Last year, Broughton produced 9.7 tons of honey, thanks to ample moisture and a terrific crop of clover. It was his best year yet. The honey is sold to roughly 35 health-food stores, smaller grocery stores, specialty shops, and scores of individuals he meets at fall food festivals. Starting in mid-April, his sons and assistant Trey Fleming work doggedly at the honey extraction process. From early July on, the nectar brought back to the hives is for the bees’ own nutritional needs.
“We pull it and spin it out of the comb, then bottle it,” he says.
“With commercial honey, they heat it to 180 degrees, then filter it. We do none of that, because it will lose its nutrients and flavor.”

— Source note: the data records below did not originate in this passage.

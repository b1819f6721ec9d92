//! One-way synchronisation of binary assets into the site tree.
//!
//! Change detection is a content-hash comparison gated by the target's
//! manifest: a source file whose recorded digest matches its current
//! content (and whose target copy exists) is skipped without touching the
//! target. `--force` bypasses the gate, `--dry-run` previews the copies.
//! Files are never deleted from the target; entries for sources that
//! vanished are only pruned from the manifest.
pub mod manifest;

use std::collections::HashSet;
use std::fmt::Write as _;
use std::path::{Path, PathBuf};

use sha2::{Digest, Sha256};

use crate::error::SyncError;
use crate::logging::Log;
pub use manifest::{MANIFEST_FILE, Manifest};

/// Behaviour switches for one sync run.
#[derive(Debug, Clone, Copy, Default)]
pub struct SyncOptions {
    /// Preview copies without writing anything.
    pub dry_run: bool,
    /// Copy every asset even when the manifest says it is unchanged.
    pub force: bool,
}

/// Counts of per-file outcomes for one sync run.
#[derive(Debug, Default, Clone, PartialEq, Eq)]
pub struct SyncSummary {
    /// Files copied into the target.
    pub copied: usize,
    /// Files that would have been copied (dry-run only).
    pub planned: usize,
    /// Files skipped because the manifest gate matched.
    pub up_to_date: usize,
    /// Manifest entries removed because their source vanished.
    pub pruned: usize,
}

/// Compute the lowercase hex SHA-256 digest of the file at `path`.
///
/// # Errors
///
/// Returns an error if the file cannot be read.
pub fn file_digest(path: &Path) -> Result<String, SyncError> {
    let bytes = std::fs::read(path).map_err(|source| SyncError::Io {
        path: path.display().to_string(),
        source,
    })?;
    let mut hasher = Sha256::new();
    hasher.update(&bytes);
    let result = hasher.finalize();
    let mut hex = String::with_capacity(64);
    for b in &result {
        // write! to a String is infallible; unwrap_or(()) makes that explicit.
        write!(hex, "{b:02x}").unwrap_or(());
    }
    Ok(hex)
}

/// Hash-gated one-way copier from a source asset tree to the site tree.
pub struct SyncEngine<'a> {
    source: PathBuf,
    target: PathBuf,
    log: &'a dyn Log,
    options: SyncOptions,
}

impl std::fmt::Debug for SyncEngine<'_> {
    fn fmt(&self, f: &mut std::fmt::Formatter<'_>) -> std::fmt::Result {
        f.debug_struct("SyncEngine")
            .field("source", &self.source)
            .field("target", &self.target)
            .field("options", &self.options)
            .finish_non_exhaustive()
    }
}

impl<'a> SyncEngine<'a> {
    /// Create a sync engine for one source/target pair.
    #[must_use]
    pub fn new(source: &Path, target: &Path, log: &'a dyn Log, options: SyncOptions) -> Self {
        Self {
            source: source.to_path_buf(),
            target: target.to_path_buf(),
            log,
            options,
        }
    }

    /// Walk the source tree and bring the target up to date.
    ///
    /// # Errors
    ///
    /// Returns an error if the source is missing, the manifest is corrupt,
    /// or an individual file cannot be hashed or copied.
    pub fn run(&self) -> Result<SyncSummary, SyncError> {
        if !self.source.is_dir() {
            return Err(SyncError::MissingSource(self.source.display().to_string()));
        }

        let manifest_path = self.target.join(MANIFEST_FILE);
        let mut manifest = Manifest::load(&manifest_path)?;
        let mut summary = SyncSummary::default();
        let mut seen = HashSet::new();

        for rel in collect_files(&self.source)? {
            let rel_str = relative_key(&rel);
            seen.insert(rel_str.clone());

            let src = self.source.join(&rel);
            let dst = self.target.join(&rel);
            let digest = file_digest(&src)?;

            let unchanged = manifest.digest(&rel_str) == Some(digest.as_str()) && dst.is_file();
            if unchanged && !self.options.force {
                self.log.debug(&format!("{rel_str} up to date"));
                summary.up_to_date += 1;
                continue;
            }

            if self.options.dry_run {
                self.log.dry_run(&format!("would copy {rel_str}"));
                summary.planned += 1;
                continue;
            }

            copy_file(&src, &dst)?;
            manifest.record(&rel_str, &digest);
            self.log.info(&format!("copied {rel_str}"));
            summary.copied += 1;
        }

        summary.pruned = manifest.prune(&seen);
        if summary.pruned > 0 {
            self.log
                .debug(&format!("pruned {} stale manifest entries", summary.pruned));
        }

        if !self.options.dry_run {
            std::fs::create_dir_all(&self.target).map_err(|source| SyncError::Io {
                path: self.target.display().to_string(),
                source,
            })?;
            manifest.store(&manifest_path)?;
        }

        Ok(summary)
    }
}

/// Manifest key for a relative path: components joined with `/` so the
/// manifest is stable across platforms.
fn relative_key(rel: &Path) -> String {
    rel.iter()
        .map(|c| c.to_string_lossy())
        .collect::<Vec<_>>()
        .join("/")
}

/// Copy `src` to `dst`, creating parent directories as needed.
fn copy_file(src: &Path, dst: &Path) -> Result<(), SyncError> {
    let map_io = |source| SyncError::Io {
        path: dst.display().to_string(),
        source,
    };
    if let Some(parent) = dst.parent() {
        std::fs::create_dir_all(parent).map_err(map_io)?;
    }
    std::fs::copy(src, dst).map_err(map_io)?;
    Ok(())
}

/// All regular files under `root`, as paths relative to it, sorted.
fn collect_files(root: &Path) -> Result<Vec<PathBuf>, SyncError> {
    fn walk(dir: &Path, root: &Path, out: &mut Vec<PathBuf>) -> std::io::Result<()> {
        for entry in std::fs::read_dir(dir)? {
            let path = entry?.path();
            if path.is_dir() {
                walk(&path, root, out)?;
            } else if let Ok(rel) = path.strip_prefix(root) {
                out.push(rel.to_path_buf());
            }
        }
        Ok(())
    }

    let mut files = Vec::new();
    walk(root, root, &mut files).map_err(|source| SyncError::Io {
        path: root.display().to_string(),
        source,
    })?;
    files.sort();
    Ok(files)
}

As for colony collapse disorder, people are looking for a smoking gun, but they’re not finding it. Right now it appears the bees’ immune systems have been severely damaged by a complex set of factors. Much like their human counterparts, they’re overstressed.
“Bees are a barometer of our environment,” Broughton says. “The commercial bees are shuttled cross-country, which I’m sure causes a lot of stress. They are locked into a limited floral source that compromises their nutritional needs, and there is great exposure to pesticides. In a sense, CCD has become the AIDS of the honeybees.”
Broughton hasn’t experienced CCD, mainly because he believes his bees stay close to home. They don’t intermingle with swarms of outsiders’ bees, where disease can spread rapidly.
“Seven years ago, my bees started to disappear,” he recalls. “But it was only in one yard over a 10-day period in April. Seventy percent of the hives were wiped out. I’m still not sure what was going on.”
It will take months, possibly years, to figure out exactly what’s killing the bees. Scientists are patiently trying to recreate CCD in healthy hives in an effort to determine what’s triggering it.
“I’m an eternal optimist,” Broughton says, breaking into a grin. “My plight taught me that if we give bees the chance, they’re going to reproduce exponentially. Provide for them, so the bees can do their thing and provide for us.”